Le projet tel que présenté aurait, soutient la commission, une incidence
majeure sur l'agriculture.
Certes, cette décision préliminaire réjouit les opposants à Rabaska,
mais ces derniers doivent encore faire la preuve qu'il n'y a aucun autre
secteur sur lequel le port méthanier pourrait être aménagé, et où les
conséquences sur l'agriculture seraient négligeables.

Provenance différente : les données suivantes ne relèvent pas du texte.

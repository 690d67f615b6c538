//! Repository info endpoint.
//!
//! GET /api/v1/repository?path=<file-or-dir>
//!
//! Returns the repository enclosing `path`: root, head branch and commit,
//! and whether the working tree is clean enough to build a timeline.

use axum::{
    extract::{Query, State},
    routing::get,
    Json, Router,
};
use serde::Deserialize;

use crate::error::Result;
use crate::git::GitRepository;
use crate::models::RepositoryInfo;
use crate::routes::AppState;

pub fn routes(state: AppState) -> Router {
    Router::new()
        .route("/api/v1/repository", get(get_repository_info))
        .with_state(state)
}

#[derive(Debug, Deserialize)]
struct RepositoryQuery {
    #[serde(default)]
    path: String,
}

async fn get_repository_info(
    State(state): State<AppState>,
    Query(query): Query<RepositoryQuery>,
) -> Result<Json<RepositoryInfo>> {
    let target = state.resolve(&query.path)?;
    let repo = GitRepository::discover(&target)?;
    let info = repo.info()?;
    Ok(Json(info))
}
//! Timeline construction for a single tracked file.
//!
//! - `assembler`: the pipeline driver and its worker pool
//! - `composer`: turns one revision's blame into a `Snapshot`
//! - `highlight`: the highlighting seam, syntect and plain HTML highlighters

pub mod assembler;
pub mod composer;
pub mod highlight;

pub use assembler::{TimelineAssembler, TimelineOptions};
pub use highlight::{HtmlHighlighter, SyntectHighlighter};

Selon le
porte-parole de Rabaska, Simon Poitras, cela ne devrait pas poser
problème.
« Nous allons donner davantage d'information à la CPTAQ et nous croyons
que nous pourrons aller de l'avant comme prévu », a-t-il affirmé.
De son côté, l'avocat Paul Langevin, qui représente des résidents du
secteur convoité par les promoteurs du projet Rabaska, félicite la
commission pour avoir apporté une nouvelle facette au débat.
« On s'est attaqué souvent, récemment, à l'indépendance du BAPE.
J'applaudis que la Commission du territoire agricole, elle, ne se soit
pas attaquée à ce niveau-là et ait rendu une décision qui est conforme à
sa loi », a-t-il déclaré.
En ce qui concerne la Ville de Lévis, elle a préféré s'abstenir de
commenter la décision avant d'en avoir scrupuleusement évalué la portée.
Elle dispose maintenant de 30 jours pour offrir une solution de rechange
à la commission.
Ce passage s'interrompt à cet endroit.